→ Task item
Set down the line containing "an even range." and every line that follows it in the listing below, exactly as written and with nothing added.
Source material Block Start
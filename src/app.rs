//! Top-level application orchestration.
//!
//! `src/main.rs` stays tiny; this module is the "real main" that:
//! - parses CLI arguments and sets up logging
//! - loads observations and runs the calibration methods
//! - prints reports/plots
//! - writes optional exports

use std::path::PathBuf;

use clap::Parser;

use crate::cli::{CalibrateArgs, Command, ExploreArgs, PlotArgs, SimulateArgs};
use crate::domain::{CalibrationConfig, DEFAULT_DATA_PATH, Param, Theta};
use crate::error::AppError;
use crate::plot::CurveOverlay;

pub mod pipeline;

/// Environment variable naming the default observation CSV.
pub const DATA_ENV: &str = "BALLDROP_DATA";

/// Entry point for the `balldrop` binary.
pub fn run() -> Result<(), AppError> {
    // A missing .env is fine.
    let _ = dotenvy::dotenv();

    // `balldrop` and `balldrop --method lls` behave like `balldrop tui ...`.
    // Clap requires a subcommand name, so argv is rewritten before parsing.
    let argv = rewrite_args(std::env::args().collect());
    let cli = crate::cli::Cli::parse_from(argv);

    let default_log = if matches!(cli.command, Command::Tui(_)) { "off" } else { "warn" };
    crate::logging::init(default_log);

    match cli.command {
        Command::Calibrate(args) => handle_calibrate(args),
        Command::Compare(args) => handle_compare(args),
        Command::Simulate(args) => handle_simulate(args),
        Command::Explore(args) => handle_explore(args),
        Command::Plot(args) => handle_plot(args),
        Command::Tui(args) => crate::tui::run(config_from_args(&args)),
    }
}

fn handle_calibrate(args: CalibrateArgs) -> Result<(), AppError> {
    let config = config_from_args(&args);
    let run = pipeline::run_calibration(&config)?;

    println!("{}", crate::report::format_run_summary(&run.ingest, &run.result, &config));
    println!("{}", crate::report::format_intervals(&run.intervals));
    println!("{}", crate::report::format_residual_stats(run.prior_stats.as_ref(), &run.stats));
    println!("{}", crate::report::format_rankings(&run.rankings));

    if config.plot {
        print_plots(&run, &config);
    }

    if let Some(path) = &config.export_residuals {
        crate::io::export::write_residuals_csv(path, &run.residuals, &run.result)?;
        println!("Wrote residuals: {}", path.display());
    }
    if let Some(path) = &config.export_json {
        crate::io::calibration::write_calibration_json(path, &run.result, &run.ingest, config.level)?;
        println!("Wrote calibration: {}", path.display());
    }
    if config.debug_bundle {
        let path = crate::debug::write_debug_bundle(&run.ingest, &config)?;
        println!("Wrote debug bundle: {}", path.display());
    }

    Ok(())
}

fn print_plots(run: &pipeline::RunOutput, config: &CalibrationConfig) {
    let (w, h) = (config.plot_width, config.plot_height);
    let curves = [
        CurveOverlay { theta: run.result.initial, symbol: '.' },
        CurveOverlay { theta: run.result.map, symbol: '-' },
    ];

    println!("{}", crate::plot::render_model_vs_data(&run.ingest.observations, &curves, w, h));
    println!("  . initial guess   - calibrated   o observed\n");
    println!("{}", crate::plot::render_observed_vs_predicted(&run.residuals, w, h));
    println!("{}", crate::plot::render_residuals_vs_time(&run.residuals, w, h));
    println!("{}", crate::plot::render_normal_probability(&run.residuals, w, h));

    let prior = run.result.prior.as_ref();
    for param in Param::ALL {
        println!("{}", crate::plot::render_marginal(param, prior, &run.result.posterior, w, h));
    }

    let grid = run.result.posterior.density_grid(config.grid_steps, 3.0);
    println!("{}", crate::plot::render_joint_density(&grid, w, h));
}

fn handle_compare(args: CalibrateArgs) -> Result<(), AppError> {
    let config = config_from_args(&args);
    let ingest = crate::io::ingest::load_observations(&config.data_path)?;
    let mut results = Vec::new();
    let mut failures = Vec::new();
    for (method, outcome) in crate::calib::calibrate_all(&ingest.observations, &config) {
        match outcome {
            Ok(result) => results.push(result),
            Err(err) => {
                tracing::warn!(method = method.key(), code = err.exit_code(), "{}", err.message());
                failures.push((method, err));
            }
        }
    }
    if results.is_empty() {
        if let Some((_, err)) = failures.into_iter().next() {
            return Err(err);
        }
        return Ok(());
    }

    println!("Data: {} (n={})\n", ingest.source, ingest.stats.n_points);
    println!("{}", crate::report::format_comparison(&results, config.level));
    for (method, err) in &failures {
        println!("{} failed: {err}", method.display_name());
    }

    if config.plot {
        let curves: Vec<CurveOverlay> = results
            .iter()
            .zip(['1', '2', '3', '4'])
            .map(|(r, symbol)| CurveOverlay { theta: r.map, symbol })
            .collect();
        println!(
            "{}",
            crate::plot::render_model_vs_data(&ingest.observations, &curves, config.plot_width, config.plot_height)
        );
        for (r, symbol) in results.iter().zip(['1', '2', '3', '4']) {
            println!("  {symbol} : {}", r.method.display_name());
        }
    }

    Ok(())
}

fn handle_simulate(args: SimulateArgs) -> Result<(), AppError> {
    let spec = crate::data::SampleSpec {
        theta: Theta::new(args.g, args.h0),
        count: args.count,
        t_max: args.t_max,
        noise_sd: args.noise,
        seed: args.seed,
    };
    let observations = crate::data::generate_observations(&spec)?;
    crate::data::write_observations_csv(&args.output, &observations)?;
    println!("Wrote {} observations: {}", observations.len(), args.output.display());
    Ok(())
}

fn handle_explore(args: ExploreArgs) -> Result<(), AppError> {
    let ingest = crate::io::ingest::load_observations(&resolve_data_path(args.data.clone()))?;
    let base = Theta::new(args.g, args.h0);
    let values = sweep_values(&args, base)?;

    println!(
        "{}",
        crate::plot::render_model_family(&ingest.observations, base, args.param, &values, args.width, args.height)
    );
    Ok(())
}

fn handle_plot(args: PlotArgs) -> Result<(), AppError> {
    let calibration = crate::io::calibration::read_calibration_json(&args.calibration)?;
    let observations = match &args.data {
        Some(path) => crate::io::ingest::load_observations(path)?.observations,
        None => Vec::new(),
    };

    let plot = crate::plot::render_calibration_file(&calibration, &observations, args.width, args.height);
    println!("{plot}");
    println!("{}", crate::report::format_intervals(&calibration.intervals));
    Ok(())
}

pub fn config_from_args(args: &CalibrateArgs) -> CalibrationConfig {
    CalibrationConfig {
        data_path: resolve_data_path(args.data.clone()),
        method: args.method,
        initial: Theta::new(args.g, args.h0),
        prior_sigma: Theta::new(args.prior_sd_g, args.prior_sd_h0),
        prior_correlation: args.prior_corr,
        obs_sigma: args.sigma,
        level: args.level,
        max_iter: args.max_iter,
        tolerance: args.tol,
        multistart: args.multistart,
        bootstrap: args.bootstrap,
        seed: args.seed,
        grid_steps: args.grid_steps,
        top_n: args.top,
        plot: args.plot && !args.no_plot,
        plot_width: args.width,
        plot_height: args.height,
        export_residuals: args.export_residuals.clone(),
        export_json: args.export_json.clone(),
        debug_bundle: args.debug_bundle,
    }
}

/// `--data`, else `$BALLDROP_DATA`, else the bundled data set.
fn resolve_data_path(arg: Option<PathBuf>) -> PathBuf {
    arg.or_else(|| std::env::var_os(DATA_ENV).map(PathBuf::from))
        .unwrap_or_else(|| PathBuf::from(DEFAULT_DATA_PATH))
}

/// Values to sweep for `explore`: explicit `--values`, else an even range.
fn sweep_values(args: &ExploreArgs, base: Theta) -> Result<Vec<f64>, AppError> {
    let values = if !args.values.is_empty() {
        args.values.clone()
    } else {
        if args.steps < 2 {
            return Err(AppError::input("Sweep needs at least 2 steps."));
        }
        let center = base.get(args.param);
        let from = args.from.unwrap_or(0.8 * center);
        let to = args.to.unwrap_or(1.2 * center);
        let last = (args.steps - 1) as f64;
        (0..args.steps).map(|i| from + (to - from) * i as f64 / last).collect()
    };

    if values.iter().any(|v| !v.is_finite()) {
        return Err(AppError::input("Sweep values must be finite."));
    }
    Ok(values)
}

/// Rewrite argv so `balldrop` defaults to `balldrop tui`.
///
/// Rules:
/// - `balldrop`                      -> `balldrop tui`
/// - `balldrop -m lls ...`           -> `balldrop tui -m lls ...`
/// - `balldrop --help/--version/-h`  -> unchanged (top-level help/version)
fn rewrite_args(mut argv: Vec<String>) -> Vec<String> {
    let Some(arg1) = argv.get(1).cloned() else {
        argv.push("tui".to_string());
        return argv;
    };

    let is_top_level_help_or_version = matches!(arg1.as_str(), "-h" | "--help" | "-V" | "--version" | "help");
    if is_top_level_help_or_version {
        return argv;
    }

    // Flags go to the TUI; subcommands and anything else pass through.
    if arg1.starts_with('-') {
        argv.insert(1, "tui".to_string());
    }
    argv
}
Source material Block End
→ Written answer
/// Values to sweep for `explore`: explicit `--values`, else an even range.
fn sweep_values(args: &ExploreArgs, base: Theta) -> Result<Vec<f64>, AppError> {
    let values = if !args.values.is_empty() {
        args.values.clone()
    } else {
        if args.steps < 2 {
            return Err(AppError::input("Sweep needs at least 2 steps."));
        }
        let center = base.get(args.param);
        let from = args.from.unwrap_or(0.8 * center);
        let to = args.to.unwrap_or(1.2 * center);
        let last = (args.steps - 1) as f64;
        (0..args.steps).map(|i| from + (to - from) * i as f64 / last).collect()
    };

    if values.iter().any(|v| !v.is_finite()) {
        return Err(AppError::input("Sweep values must be finite."));
    }
    Ok(values)
}

/// Rewrite argv so `balldrop` defaults to `balldrop tui`.
///
/// Rules:
/// - `balldrop`                      -> `balldrop tui`
/// - `balldrop -m lls ...`           -> `balldrop tui -m lls ...`
/// - `balldrop --help/--version/-h`  -> unchanged (top-level help/version)
fn rewrite_args(mut argv: Vec<String>) -> Vec<String> {
    let Some(arg1) = argv.get(1).cloned() else {
        argv.push("tui".to_string());
        return argv;
    };

    let is_top_level_help_or_version = matches!(arg1.as_str(), "-h" | "--help" | "-V" | "--version" | "help");
    if is_top_level_help_or_version {
        return argv;
    }

    // Flags go to the TUI; subcommands and anything else pass through.
    if arg1.starts_with('-') {
        argv.insert(1, "tui".to_string());
    }
    argv
}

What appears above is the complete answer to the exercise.